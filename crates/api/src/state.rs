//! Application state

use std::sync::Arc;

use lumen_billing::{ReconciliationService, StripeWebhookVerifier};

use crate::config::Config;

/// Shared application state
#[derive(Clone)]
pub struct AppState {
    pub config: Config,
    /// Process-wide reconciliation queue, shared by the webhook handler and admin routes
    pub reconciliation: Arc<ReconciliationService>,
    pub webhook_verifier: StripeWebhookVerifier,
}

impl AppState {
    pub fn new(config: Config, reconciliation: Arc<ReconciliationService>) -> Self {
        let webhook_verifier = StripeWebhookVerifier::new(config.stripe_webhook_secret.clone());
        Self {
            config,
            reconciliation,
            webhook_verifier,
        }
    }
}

━━━

TASK PROMPT – Tally the lines of the listing that include "ReconciliationService". Reply with nothing but the count.

ANSWER SPACE – 3